*What you are asked to do*. Beneath this instruction is a listing. Transcribe from it only the stretch from the line with "impl<S: ProgressSink +" through the line with "if entry.is_dir() ||", both end lines included, exactly as written.

====== The records ======

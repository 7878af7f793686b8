// crates/cli/src/args.rs
use clap::{ArgAction, Parser, ValueHint};
use std::path::PathBuf;

/// Top-level CLI arguments parsed via clap.
#[derive(Parser, Debug)]
#[command(
    name = "line_tally",
    version = crate::VERSION,
    about = "指定した拡張子のファイル行数を再帰的に集計します",
    after_help = "Examples:
  line_tally .
        Scan the current directory and ask for the extension
  line_tally /home/user/projects
        Scan '/home/user/projects' and ask for the extension
  line_tally src --ext rs
        Scan 'src' for '.rs' files without prompting"
)]
pub struct Args {
    /// 走査するルートディレクトリ
    #[arg(value_hint = ValueHint::DirPath)]
    pub root: Option<PathBuf>,

    /// 対象の拡張子（省略時は対話入力）
    #[arg(short, long, value_name = "EXT")]
    pub ext: Option<String>,

    /// ANSI カラーを無効化
    #[arg(long)]
    pub no_color: bool,

    /// ログの詳細度（-v, -vv, -vvv）
    #[arg(short, long, action = ArgAction::Count)]
    pub verbose: u8,
}
// crates/engine/src/lib.rs
pub mod config;
pub mod error;
pub mod filesystem;
pub mod options;
pub mod processor;
pub mod progress;
pub mod stats;

use crate::config::Config;
use crate::error::Result;
use crate::filesystem::{Entry, Visitor};
use crate::options::Extension;
use crate::progress::ProgressSink;
use crate::stats::{RunResult, RunStats};

/// Walk `config.root` and count lines of every file matching `config.extension`.
///
/// Entry-level failures are counted in the returned stats and forwarded to
/// `sink`; they never abort the run. A root that cannot be walked at all is
/// reported through `RunResult::walk_error` alongside whatever was counted.
pub fn run<S: ProgressSink + ?Sized>(config: &Config, sink: &mut S) -> RunResult {
    tracing::info!(
        root = %config.root.display(),
        extension = %config.extension,
        "scan started"
    );

    let mut visitor = ScanVisitor {
        extension: &config.extension,
        stats: RunStats::new(),
        sink,
    };
    let walk_error = filesystem::walk(&config.root, &mut visitor).err();
    let stats = visitor.stats;

    if let Some(err) = &walk_error {
        tracing::debug!(error = %err, "walk aborted");
    }
    tracing::info!(
        files = stats.files(),
        lines = stats.lines(),
        errors = stats.errors(),
        "scan finished"
    );

    RunResult { stats, walk_error }
}

struct ScanVisitor<'a, S: ?Sized> {
    extension: &'a Extension,
    stats: RunStats,
    sink: &'a mut S,
}

impl<S: ProgressSink + ?Sized> Visitor for ScanVisitor<'_, S> {
    fn visit(&mut self, entry: Result<Entry>) {
        let entry = match entry {
            Ok(entry) => entry,
            Err(err) => {
                tracing::debug!(path = ?err.path(), error = %err, "entry skipped");
                self.stats.record_error();
                self.sink.on_error(&err);
                return;
            }
        };

        if entry.is_dir() || !self.extension.matches(&entry.path) {
            tracing::trace!(path = %entry.path.display(), "not counted");
            return;
        }

        match processor::count_file_lines(&entry.path) {
            Ok(lines) => {
                tracing::debug!(path = %entry.path.display(), lines, "counted");
                self.stats.record_file(lines);
                self.sink.on_file(&entry.path, lines);
            }
            Err(err) => {
                tracing::debug!(path = %entry.path.display(), error = %err, "count failed");
                self.stats.record_error();
                self.sink.on_error(&err);
            }
        }
    }
}

#[cfg(test)]
mod tests {
    use super::*;
    use crate::error::EngineError;
    use std::path::{Path, PathBuf};

    #[derive(Default)]
    struct Events {
        files: Vec<(PathBuf, usize)>,
        errors: usize,
    }

    impl ProgressSink for Events {
        fn on_file(&mut self, path: &Path, lines: usize) {
            self.files.push((path.to_path_buf(), lines));
        }

        fn on_error(&mut self, _error: &EngineError) {
            self.errors += 1;
        }
    }

    #[test]
    fn test_traversal_error_is_counted_and_walk_continues() {
        let dir = tempfile::tempdir().unwrap();
        let file = dir.path().join("kept.txt");
        std::fs::write(&file, "a\nb\n").unwrap();

        let extension = Extension::normalize("txt");
        let mut sink = Events::default();
        let mut visitor = ScanVisitor {
            extension: &extension,
            stats: RunStats::new(),
            sink: &mut sink,
        };

        visitor.visit(Err(EngineError::Walk(ignore::Error::WithPath {
            path: dir.path().join("locked"),
            err: Box::new(ignore::Error::Io(std::io::Error::new(
                std::io::ErrorKind::PermissionDenied,
                "denied",
            ))),
        })));
        visitor.visit(Ok(Entry {
            metadata: std::fs::metadata(&file).unwrap(),
            path: file.clone(),
        }));
        let stats = visitor.stats;

        assert_eq!(stats.errors(), 1);
        assert_eq!(stats.files(), 1);
        assert_eq!(stats.lines(), 2);
        assert_eq!(sink.errors, 1);
        assert_eq!(sink.files, vec![(file, 2)]);
    }
}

======

*Response area*.
impl<S: ProgressSink + ?Sized> Visitor for ScanVisitor<'_, S> {
    fn visit(&mut self, entry: Result<Entry>) {
        let entry = match entry {
            Ok(entry) => entry,
            Err(err) => {
                tracing::debug!(path = ?err.path(), error = %err, "entry skipped");
                self.stats.record_error();
                self.sink.on_error(&err);
                return;
            }
        };

        if entry.is_dir() || !self.extension.matches(&entry.path) {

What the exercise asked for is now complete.